DESCRIPTION OF THE TASK >> In the entries below, count every line with the word "impl". Return only the count.

DATA TO EXAMINE >>
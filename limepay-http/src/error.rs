//! Errors returned by the HTTP client.
//!
//! Every failure surfaces as one [`Error`]. Failures the API or the client
//! classified carry a [`ClassifiedError`], reachable with [`Error::classified`].

use http::StatusCode;
use limepay::ClassifiedError;
use limepay_evm::{AuthorizationError, SignError};

/// Boxed error source for transport failures.
pub type BoxError = Box<dyn std::error::Error + Send + Sync>;

/// Errors that can occur while talking to the LimePay API.
#[derive(Debug, thiserror::Error)]
pub enum Error {
    /// The request could not be built, sent, or its body read.
    #[error("transport error: {context}: {source}")]
    Transport {
        /// Human-readable context.
        context: &'static str,
        /// The underlying error.
        #[source]
        source: BoxError,
    },

    /// The API answered with a status code of 400 or above.
    #[error("API error {status}: {error}")]
    Api {
        /// Status code of the response.
        status: StatusCode,
        /// Error decoded from the response body; zero-valued if the body
        /// was not a JSON error object.
        error: ClassifiedError,
    },

    /// A successful response did not match the expected shape.
    #[error("failed to decode response: {context}: {source}")]
    Decode {
        /// Human-readable context.
        context: &'static str,
        /// The underlying JSON error.
        #[source]
        source: serde_json::Error,
    },

    /// The request was rejected locally before anything was sent.
    #[error("{0}")]
    Validation(ClassifiedError),

    /// The authorization signature could not be computed.
    #[error("{error}")]
    Signing {
        /// Always `SIGNING_ERROR` (1011).
        error: ClassifiedError,
        /// The underlying signing failure.
        #[source]
        source: SignError,
    },
}

impl Error {
    pub(crate) fn transport(context: &'static str, source: impl Into<BoxError>) -> Self {
        Self::Transport {
            context,
            source: source.into(),
        }
    }

    /// Returns the classified error, if this failure carries one.
    ///
    /// `Transport` and `Decode` failures are not classified.
    #[must_use]
    pub const fn classified(&self) -> Option<&ClassifiedError> {
        match self {
            Self::Api { error, .. } | Self::Validation(error) | Self::Signing { error, .. } => {
                Some(error)
            }
            Self::Transport { .. } | Self::Decode { .. } => None,
        }
    }

    /// Returns the status code of an [`Error::Api`] failure.
    #[must_use]
    pub const fn status(&self) -> Option<StatusCode> {
        match self {
            Self::Api { status, .. } => Some(*status),
            _ => None,
        }
    }
}

impl From<AuthorizationError> for Error {
    fn from(err: AuthorizationError) -> Self {
        match err {
            AuthorizationError::Validation(error) => Self::Validation(error),
            AuthorizationError::Signing(source) => Self::Signing {
                error: ClassifiedError::signing_error(),
                source,
            },
        }
    }
}

#[cfg(test)]
mod tests {
    use super::*;

    #[test]
    fn test_api_error_is_classified() {
        let err = Error::Api {
            status: StatusCode::UNAUTHORIZED,
            error: ClassifiedError::new("UNAUTHORIZED", 401, "Unauthorized request"),
        };
        assert_eq!(err.status(), Some(StatusCode::UNAUTHORIZED));
        assert_eq!(err.classified().map(|e| e.code), Some(401));
        assert_eq!(err.to_string(), "API error 401 Unauthorized: Unauthorized request");
    }

    #[test]
    fn test_transport_error_is_not_classified() {
        let err = Error::transport("failed to send request", "connection refused");
        assert!(err.classified().is_none());
        assert!(err.status().is_none());
        assert_eq!(
            err.to_string(),
            "transport error: failed to send request: connection refused"
        );
    }

    #[test]
    fn test_validation_from_authorization() {
        let err = Error::from(AuthorizationError::Validation(
            ClassifiedError::invalid_wei_amount(),
        ));
        assert!(matches!(err, Error::Validation(_)));
        assert_eq!(err.classified().map(|e| e.code), Some(1018));
    }

    #[test]
    fn test_signing_from_authorization() {
        let source = limepay_evm::sign("0x123", &["uint256"], &["1"]).unwrap_err();
        let err = Error::from(AuthorizationError::Signing(source));
        assert!(matches!(err, Error::Signing { .. }));
        assert_eq!(err.classified(), Some(&ClassifiedError::signing_error()));
        assert!(std::error::Error::source(&err).is_some());
    }
}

WRITTEN SOLUTION >> 3